- **Brief**
Each line that has the string "tokenize" must be copied from the records below.

______

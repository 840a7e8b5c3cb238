//! Sniff: calls to deprecated or removed functions

use crate::check::{dispatch, withdrawn_tables, FeatureCheck, Withdrawal};
use crate::options::SniffOptions;
use crate::registry::Sniff;
use phpcompat_core::dispatch::is_global_function_call;
use phpcompat_core::{Diagnostic, MessageTemplate, TokenKind, TokenStream};
use std::sync::OnceLock;

const REMOVED_FUNCTIONS: &[Withdrawal] = &[
    ("call_user_method", Some("4.1"), Some("7.0"), Some("call_user_func()")),
    ("call_user_method_array", Some("4.1"), Some("7.0"), Some("call_user_func_array()")),
    ("define_syslog_variables", Some("5.3"), Some("5.4"), None),
    ("session_register", Some("5.3"), Some("5.4"), Some("$_SESSION")),
    ("session_unregister", Some("5.3"), Some("5.4"), Some("$_SESSION")),
    ("session_is_registered", Some("5.3"), Some("5.4"), Some("$_SESSION")),
    ("ereg", Some("5.3"), Some("7.0"), Some("preg_match()")),
    ("eregi", Some("5.3"), Some("7.0"), Some("preg_match()")),
    ("ereg_replace", Some("5.3"), Some("7.0"), Some("preg_replace()")),
    ("eregi_replace", Some("5.3"), Some("7.0"), Some("preg_replace()")),
    ("split", Some("5.3"), Some("7.0"), Some("preg_split()")),
    ("spliti", Some("5.3"), Some("7.0"), Some("preg_split()")),
    ("sql_regcase", Some("5.3"), Some("7.0"), None),
    ("set_magic_quotes_runtime", Some("5.3"), Some("7.0"), None),
    ("magic_quotes_runtime", Some("5.3"), Some("7.0"), None),
    ("set_socket_blocking", Some("5.4"), Some("7.0"), Some("stream_set_blocking()")),
    ("mcrypt_generic_end", Some("5.4"), Some("7.0"), Some("mcrypt_generic_deinit()")),
    ("create_function", Some("7.2"), Some("8.0"), Some("an anonymous function")),
    ("each", Some("7.2"), Some("8.0"), Some("a foreach loop or ArrayIterator")),
    ("read_exif_data", Some("7.2"), Some("8.0"), Some("exif_read_data()")),
    ("gmp_random", Some("7.2"), Some("8.0"), Some("gmp_random_bits() or gmp_random_range()")),
    ("png2wbmp", Some("7.2"), Some("8.0"), Some("imagecreatefrompng() and imagewbmp()")),
    ("jpeg2wbmp", Some("7.2"), Some("8.0"), Some("imagecreatefromjpeg() and imagewbmp()")),
    ("fgetss", Some("7.3"), Some("8.0"), None),
    ("image2wbmp", Some("7.3"), Some("8.0"), Some("imagewbmp()")),
    ("money_format", Some("7.4"), Some("8.0"), Some("NumberFormatter::formatCurrency()")),
    ("ezmlm_hash", Some("7.4"), Some("8.0"), None),
    ("restore_include_path", Some("7.4"), Some("8.0"), Some("ini_restore('include_path')")),
    ("get_magic_quotes_gpc", Some("7.4"), Some("8.0"), None),
    ("get_magic_quotes_runtime", Some("7.4"), Some("8.0"), None),
    ("hebrevc", Some("7.4"), Some("8.0"), None),
    ("convert_cyr_string", Some("7.4"), Some("8.0"), Some("mb_convert_encoding(), iconv() or UConverter")),
    ("strftime", Some("8.1"), None, Some("date() or IntlDateFormatter::format()")),
    ("gmstrftime", Some("8.1"), None, Some("date() or IntlDateFormatter::format()")),
    ("date_sunrise", Some("8.1"), None, Some("date_sun_info()")),
    ("date_sunset", Some("8.1"), None, Some("date_sun_info()")),
    ("mhash", Some("8.1"), None, Some("the hash_*() functions")),
    ("odbc_result_all", Some("8.1"), None, None),
    ("utf8_encode", Some("8.2"), None, Some("mb_convert_encoding()")),
    ("utf8_decode", Some("8.2"), None, Some("mb_convert_encoding()")),
];

fn check() -> &'static FeatureCheck {
    static CHECK: OnceLock<FeatureCheck> = OnceLock::new();
    CHECK.get_or_init(|| {
        FeatureCheck::new(
            withdrawn_tables(REMOVED_FUNCTIONS),
            MessageTemplate::new("Function %s()"),
            is_global_function_call,
        )
    })
}

/// Check a token stream for calls to deprecated or removed functions
pub fn check_removed_functions(stream: &TokenStream, options: &SniffOptions) -> Vec<Diagnostic> {
    dispatch(check(), stream, &options.test_version, &[TokenKind::String])
}

pub struct RemovedFunctionsSniff;

impl Sniff for RemovedFunctionsSniff {
    fn name(&self) -> &'static str {
        "removed_functions"
    }

    fn description(&self) -> &'static str {
        "Detect calls to functions deprecated or removed in the targeted PHP versions"
    }

    fn check(&self, stream: &TokenStream, options: &SniffOptions) -> Vec<Diagnostic> {
        check_removed_functions(stream, options)
    }
}

#[cfg(test)]
mod tests {
    use super::*;
    use phpcompat_core::{tokenize, Severity, VersionRange};

    fn check_php(source: &str, test_version: &str) -> Vec<Diagnostic> {
        let stream = tokenize(source);
        let options = SniffOptions::new(VersionRange::parse(test_version).unwrap());
        check_removed_functions(&stream, &options)
    }

    #[test]
    fn test_deprecated_only_is_warning() {
        let diagnostics = check_php("<?php each($arr);", "7.2");
        assert_eq!(diagnostics.len(), 1);
        assert_eq!(diagnostics[0].severity, Severity::Warning);
        assert_eq!(
            diagnostics[0].message,
            "Function each() is deprecated since PHP 7.2; Use a foreach loop or ArrayIterator instead"
        );
        assert_eq!(diagnostics[0].code, "eachDeprecated");
    }

    #[test]
    fn test_deprecated_and_removed_chain() {
        let diagnostics = check_php("<?php $r = ereg('^a', $s);", "5.6-7.1");
        assert_eq!(diagnostics.len(), 1);
        assert_eq!(diagnostics[0].severity, Severity::Error);
        assert_eq!(
            diagnostics[0].message,
            "Function ereg() is deprecated since PHP 5.3 and removed since PHP 7.0; Use preg_match() instead"
        );
        assert_eq!(diagnostics[0].code, "eregDeprecatedRemoved");
    }

    #[test]
    fn test_without_alternative() {
        let diagnostics = check_php("<?php fgetss($fp);", "8.0");
        assert_eq!(
            diagnostics[0].message,
            "Function fgetss() is deprecated since PHP 7.3 and removed since PHP 8.0"
        );
    }

    #[test]
    fn test_range_before_deprecation() {
        assert!(check_php("<?php create_function('$a', 'return $a;');", "5.3-7.1").is_empty());
    }

    #[test]
    fn test_skip_method_named_like_removed_function() {
        assert!(check_php("<?php $list->each(function ($x) {}); Collection::each($x);", "8.0").is_empty());
    }

    #[test]
    fn test_skip_user_declaration() {
        assert!(check_php("<?php if (!function_exists('each')) { function each(&$a) {} }", "8.0").is_empty());
    }
}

______

- **Solved problem**
    use phpcompat_core::{tokenize, Severity, VersionRange};
        let stream = tokenize(source);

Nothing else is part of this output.